5 AI Lawmaking Mistakes Policymakers Are Making Now
The rush to regulate artificial intelligence is running into a predictable problem: lawmakers, despite quality intentions, are creating legislation that misses the mark. A flurry of activity at both the federal and state levels, spurred by concerns over potential misuse and unintended consequences, is yielding laws that are often overly broad, poorly defined, and ultimately counterproductive. This isn’t a matter of malicious intent, but rather a series of recurring blunders in how these complex technologies are approached from a legal perspective. The Trump administration’s recent shift towards prioritizing AI competitiveness, including a December 2025 executive order aimed at reducing regulatory hurdles, only heightens the stakes as Congress and state legislatures continue to explore their own controls. As Forbes reported just days ago, the trend of poorly conceived AI legislation is continuing.
The Illusion of Control Through Broad Definitions
One of the most common pitfalls is attempting to define AI too broadly. Many proposed laws aim to regulate “artificial intelligence” without establishing a clear, technical definition. This leads to ambiguity, potentially encompassing software and algorithms that were never intended to be subject to the new rules. The result? Increased compliance costs for a wider range of businesses, and a chilling effect on innovation. California’s October 2025 bill requiring disclosures for AI chatbots is an example of this trend, as highlighted by Skadden, Arps, Slate, Meagher & Flom LLP. The lack of specificity creates a legal minefield, forcing companies to err on the side of caution and potentially stifle beneficial applications of AI.

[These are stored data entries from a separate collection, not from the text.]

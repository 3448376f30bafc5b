// climeval-config - Unified configuration for the evaluation framework
//
// Supports configuration from multiple sources:
// 1. Environment variables with the REF_ prefix (highest priority)
// 2. Config file path from REF_CONFIG env var
// 3. Default config file locations (./climeval.toml, ./.climeval.toml)
// 4. Built-in defaults (lowest priority)

use std::collections::BTreeMap;
use std::fmt;
use std::path::{Path, PathBuf};
use std::str::FromStr;

use anyhow::Result;
use serde::{Deserialize, Serialize};

mod sources;
mod validation;

/// Top-level configuration
///
/// Unknown keys are rejected at load time; the parse error carries the
/// offending file and location.
#[derive(Debug, Clone, Default, Serialize, Deserialize)]
#[serde(deny_unknown_fields)]
pub struct Config {
    // Scalar first so the TOML dump stays valid (values before tables)
    #[serde(default)]
    pub log_level: LogLevel,

    #[serde(default)]
    pub paths: PathsConfig,

    #[serde(default)]
    pub db: DbConfig,

    #[serde(default)]
    pub executor: ExecutorConfig,

    /// Active providers, in solve order
    #[serde(default)]
    pub diagnostic_providers: Vec<ProviderConfig>,
}

/// Directories used by the framework
#[derive(Debug, Clone, Serialize, Deserialize)]
#[serde(deny_unknown_fields)]
pub struct PathsConfig {
    /// Where executions write their artifacts while running
    pub scratch: PathBuf,
    /// Where artifacts of successful executions are copied to
    pub results: PathBuf,
    /// Framework log files
    pub log: PathBuf,
}

impl Default for PathsConfig {
    fn default() -> Self {
        Self {
            scratch: PathBuf::from(".climeval/scratch"),
            results: PathBuf::from(".climeval/results"),
            log: PathBuf::from(".climeval/log"),
        }
    }
}

/// Database configuration
#[derive(Debug, Clone, Serialize, Deserialize)]
#[serde(deny_unknown_fields)]
pub struct DbConfig {
    /// Connection string; sqlite and postgres URLs are supported
    pub database_url: String,
}

impl Default for DbConfig {
    fn default() -> Self {
        Self {
            database_url: "sqlite://.climeval/climeval.db?mode=rwc".to_string(),
        }
    }
}

/// Executor selection plus free-form executor options
#[derive(Debug, Clone, Serialize, Deserialize)]
#[serde(deny_unknown_fields)]
pub struct ExecutorConfig {
    /// Name of a registered executor (`local`, `synchronous`, `broker`)
    pub executor: String,

    #[serde(default, skip_serializing_if = "BTreeMap::is_empty")]
    pub config: BTreeMap<String, toml::Value>,
}

impl Default for ExecutorConfig {
    fn default() -> Self {
        Self {
            executor: "local".to_string(),
            config: BTreeMap::new(),
        }
    }
}

/// One active diagnostic provider
#[derive(Debug, Clone, Serialize, Deserialize)]
#[serde(deny_unknown_fields)]
pub struct ProviderConfig {
    /// Name of a registered provider factory
    pub provider: String,

    #[serde(default, skip_serializing_if = "BTreeMap::is_empty")]
    pub config: BTreeMap<String, toml::Value>,
}

#[derive(Debug, Clone, Copy, Default, PartialEq, Eq, Serialize, Deserialize)]
#[serde(rename_all = "UPPERCASE")]
pub enum LogLevel {
    Debug,
    #[default]
    Info,
    Warning,
    Error,
}

impl LogLevel {
    /// Directive understood by `tracing_subscriber::EnvFilter`
    pub fn as_filter(&self) -> &'static str {
        match self {
            LogLevel::Debug => "debug",
            LogLevel::Info => "info",
            LogLevel::Warning => "warn",
            LogLevel::Error => "error",
        }
    }
}

impl fmt::Display for LogLevel {
    fn fmt(&self, f: &mut fmt::Formatter<'_>) -> fmt::Result {
        let s = match self {
            LogLevel::Debug => "DEBUG",
            LogLevel::Info => "INFO",
            LogLevel::Warning => "WARNING",
            LogLevel::Error => "ERROR",
        };
        f.write_str(s)
    }
}

impl FromStr for LogLevel {
    type Err = String;

    fn from_str(s: &str) -> Result<Self, Self::Err> {
        match s.to_uppercase().as_str() {
            "DEBUG" => Ok(LogLevel::Debug),
            "INFO" => Ok(LogLevel::Info),
            "WARNING" | "WARN" => Ok(LogLevel::Warning),
            "ERROR" => Ok(LogLevel::Error),
            _ => Err(format!(
                "unknown log level: {}. Supported: DEBUG, INFO, WARNING, ERROR",
                s
            )),
        }
    }
}

impl Config {
    /// Load configuration from all sources with priority
    pub fn load() -> Result<Self> {
        sources::load_config()
    }

    /// Load configuration from an explicit file, then apply env overrides
    pub fn load_from_path(path: &Path) -> Result<Self> {
        sources::load_config_from_path(path)
    }

    /// Validate the configuration
    pub fn validate(&self) -> Result<()> {
        validation::validate_config(self)
    }

    /// Dump the resolved configuration as a TOML string
    pub fn dumps(&self) -> Result<String> {
        Ok(toml::to_string_pretty(self)?)
    }
}

#[cfg(test)]
mod tests {
    use super::*;

    #[test]
    fn test_log_level_from_str() {
        assert_eq!("debug".parse::<LogLevel>().unwrap(), LogLevel::Debug);
        assert_eq!("WARNING".parse::<LogLevel>().unwrap(), LogLevel::Warning);
        assert_eq!("warn".parse::<LogLevel>().unwrap(), LogLevel::Warning);
        assert!("verbose".parse::<LogLevel>().is_err());
    }

    #[test]
    fn test_defaults() {
        let config = Config::default();
        assert_eq!(config.executor.executor, "local");
        assert_eq!(config.log_level, LogLevel::Info);
        assert!(config.diagnostic_providers.is_empty());
        assert!(config.db.database_url.starts_with("sqlite://"));
    }

    #[test]
    fn test_unknown_keys_rejected() {
        let parsed: Result<Config, _> = toml::from_str("unknown_key = 1\n");
        assert!(parsed.is_err());
    }

    #[test]
    fn test_round_trip() {
        let config = Config::default();
        let dumped = config.dumps().unwrap();
        let parsed: Config = toml::from_str(&dumped).unwrap();
        assert_eq!(parsed.db.database_url, config.db.database_url);
        assert_eq!(parsed.paths.scratch, config.paths.scratch);
    }
}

Focusing on Outputs, Not Processes
Another frequent mistake is regulating the outcomes of AI systems rather than the processes used to develop and deploy them. For example, a law might prohibit discriminatory outcomes from an AI-powered loan application system. While the goal – preventing discrimination – is laudable, focusing solely on the output ignores the crucial steps taken to mitigate bias during the development phase. A more effective approach would be to require developers to demonstrate that they have implemented robust bias detection and mitigation techniques, rather than simply penalizing them for unintended discriminatory results. This shifts the emphasis from reactive enforcement to proactive responsibility.
Ignoring the Rapid Pace of Technological Change
AI is evolving at an unprecedented rate. Legislation drafted today may be obsolete tomorrow. Lawmakers often struggle to keep pace with these advancements, resulting in laws that are quickly outdated and ineffective. The “Winning the Race: America’s AI Action Plan” released by the White House in July 2025, and detailed in a Skadden client alert, acknowledged this challenge, advocating for the reconsideration of existing regulations. A more flexible, adaptive regulatory framework is needed – one that can be updated quickly to address emerging challenges and opportunities. This could involve establishing regulatory sandboxes or adopting a principles-based approach that focuses on overarching goals rather than specific technical requirements.

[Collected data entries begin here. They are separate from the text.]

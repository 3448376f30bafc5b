//! Requirement evaluator
//!
//! Applies one data requirement against the catalog: filter, group, then
//! constrain. The output is the ordered sequence of candidate groups that
//! survived every constraint.

use tracing::{debug, warn};

use crate::catalog::DataCatalog;
use crate::datasets::DatasetCollection;
use crate::error::EvaluatorError;
use crate::requirements::{DataRequirement, GroupConstraint};

/// Evaluate a data requirement against the catalog
///
/// Returns the candidate groups in a deterministic order: groups appear in
/// first-appearance order of their group-by key tuple, and rows within each
/// group are normalised by `(instance_id, path)`.
///
/// An unknown facet in a filter or the group-by fails fast with
/// `EvaluatorError::UnknownFacet`, aborting this requirement. A constraint
/// that cannot be satisfied only discards the affected group.
pub fn evaluate(
    catalog: &DataCatalog,
    requirement: &DataRequirement,
) -> Result<Vec<DatasetCollection>, EvaluatorError> {
    let Some(partition) = catalog.partition(requirement.source_type) else {
        debug!(source_type = %requirement.source_type, "no catalog partition; yielding nothing");
        return Ok(Vec::new());
    };
    if partition.is_empty() {
        return Ok(Vec::new());
    }

    // Filters compose by intersection
    let mut filtered = partition.clone();
    for filter in &requirement.filters {
        filtered = filtered.apply_filter(filter)?;
    }
    if filtered.is_empty() {
        debug!(source_type = %requirement.source_type, "all rows filtered out");
        return Ok(Vec::new());
    }

    let mut candidates = Vec::new();
    'groups: for (selector, mut rows) in filtered.group_by(&requirement.group_by)? {
        for constraint in &requirement.constraints {
            match constraint {
                GroupConstraint::Operation(operation) => {
                    match operation.apply(rows, &selector, catalog) {
                        Ok(enlarged) => rows = enlarged,
                        Err(err) => {
                            warn!(selector = %selector, error = %err, "discarding group");
                            continue 'groups;
                        }
                    }
                }
                GroupConstraint::Validator(validator) => {
                    if !validator.validate(&rows) {
                        debug!(
                            selector = %selector,
                            validator = validator.name(),
                            "group failed validation"
                        );
                        continue 'groups;
                    }
                }
            }
        }
        candidates.push(DatasetCollection::new(rows, selector));
    }

    Ok(candidates)
}

#[cfg(test)]
mod tests {
    use super::*;
    use crate::catalog::DatasetPartition;
    use crate::datasets::{DatasetRow, SourceDatasetType};
    use crate::requirements::{FacetFilter, RequireFacets};

    fn cmip6_row(instance_id: &str, variable: &str, experiment: &str) -> DatasetRow {
        DatasetRow::new(instance_id, format!("/data/{}.nc", instance_id))
            .with_facet("variable_id", variable)
            .with_facet("experiment_id", experiment)
    }

    fn catalog() -> DataCatalog {
        DataCatalog::new().with_partition(DatasetPartition::from_rows(
            SourceDatasetType::Cmip6,
            vec![
                cmip6_row("tas-hist", "tas", "historical"),
                cmip6_row("tas-ssp126", "tas", "ssp126"),
                cmip6_row("rsut-hist", "rsut", "historical"),
                cmip6_row("rsut-ssp126", "rsut", "ssp126"),
                cmip6_row("pr-hist", "pr", "historical"),
            ],
        ))
    }

    fn requirement() -> DataRequirement {
        DataRequirement::new(SourceDatasetType::Cmip6)
            .with_filter(FacetFilter::keeping([("variable_id", ["tas", "rsut"])]))
            .group_by(["variable_id", "experiment_id"])
    }

    #[test]
    fn test_evaluate_groups() {
        let groups = evaluate(&catalog(), &requirement()).unwrap();
        assert_eq!(groups.len(), 4);
        for group in &groups {
            assert_eq!(group.len(), 1);
            assert!(!group.selector().is_empty());
        }
    }

    #[test]
    fn test_evaluate_is_deterministic() {
        let first = evaluate(&catalog(), &requirement()).unwrap();
        let second = evaluate(&catalog(), &requirement()).unwrap();
        let selectors = |groups: &[DatasetCollection]| {
            groups
                .iter()
                .map(|g| g.selector().clone())
                .collect::<Vec<_>>()
        };
        assert_eq!(selectors(&first), selectors(&second));
    }

    #[test]
    fn test_evaluate_missing_partition_yields_nothing() {
        let requirement = DataRequirement::new(SourceDatasetType::Obs4Mips);
        assert!(evaluate(&catalog(), &requirement).unwrap().is_empty());
    }

    #[test]
    fn test_evaluate_unknown_facet_aborts() {
        let requirement = DataRequirement::new(SourceDatasetType::Cmip6)
            .with_filter(FacetFilter::keeping([("member_id", ["r1i1p1f1"])]));
        assert!(matches!(
            evaluate(&catalog(), &requirement),
            Err(EvaluatorError::UnknownFacet { .. })
        ));
    }

    #[test]
    fn test_evaluate_validator_discards_group() {
        // Group by variable; only variables with both experiments survive
        let requirement = DataRequirement::new(SourceDatasetType::Cmip6)
            .group_by(["variable_id"])
            .validated_by(RequireFacets::new("experiment_id", ["historical", "ssp126"]));
        let groups = evaluate(&catalog(), &requirement).unwrap();
        let variables: Vec<_> = groups
            .iter()
            .map(|g| g.selector().get("variable_id").unwrap().to_string())
            .collect();
        assert_eq!(variables, vec!["tas", "rsut"]);
    }

    #[test]
    fn test_evaluate_empty_group_by_single_group() {
        let requirement = DataRequirement::new(SourceDatasetType::Cmip6);
        let groups = evaluate(&catalog(), &requirement).unwrap();
        assert_eq!(groups.len(), 1);
        assert_eq!(groups[0].len(), 5);
        assert!(groups[0].selector().is_empty());
    }

    #[test]
    fn test_duplicate_rows_are_preserved() {
        let rows = vec![
            cmip6_row("tas-hist", "tas", "historical"),
            cmip6_row("tas-hist", "tas", "historical"),
        ];
        let catalog = DataCatalog::new()
            .with_partition(DatasetPartition::from_rows(SourceDatasetType::Cmip6, rows));
        let requirement = DataRequirement::new(SourceDatasetType::Cmip6);
        let groups = evaluate(&catalog, &requirement).unwrap();
        assert_eq!(groups[0].len(), 2);
    }
}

Creating Unworkable Compliance Burdens
Many proposed AI laws impose compliance requirements that are simply unworkable for smaller businesses and startups. Demanding extensive documentation, independent audits, or the implementation of complex technical safeguards can create significant barriers to entry, effectively stifling competition and innovation. This disproportionately impacts smaller players who lack the resources to navigate these regulatory hurdles. A tiered regulatory approach, with different requirements based on the size and risk profile of the AI system, could help to address this issue.
Overlooking the Importance of International Harmonization
AI is a global technology, and regulations developed in isolation are unlikely to be effective. A patchwork of conflicting laws across different jurisdictions creates uncertainty for businesses operating internationally and hinders the development of a global AI ecosystem. Efforts to harmonize AI regulations across countries are essential to ensure a level playing field and promote responsible innovation. The U.S. Needs to actively engage in international discussions and collaborate with other nations to develop common standards and principles for AI governance. The National Conference of State Legislatures notes the ongoing robust discussions regarding AI concerns, highlighting the need for coordinated efforts.
What’s on the Horizon for AI Regulation?
The current landscape is one of ongoing debate and experimentation. Congress and state legislatures are continuing to grapple with the challenges of regulating AI, and we can expect to see a continued stream of proposed legislation in the coming months. The Trump administration’s focus on AI competitiveness adds another layer of complexity, potentially leading to clashes with lawmakers who prioritize safety and ethical considerations. AI developers and companies employing the technology will need to closely monitor these developments and proactively engage with policymakers to shape the regulatory landscape. The key will be finding a balance between fostering innovation and mitigating the potential risks of this transformative technology. Expect increased scrutiny of AI chatbots, particularly regarding their impact on minors, as investigations and proposals continue to proliferate. The next six to twelve months will be critical in determining the future of AI regulation in the United States.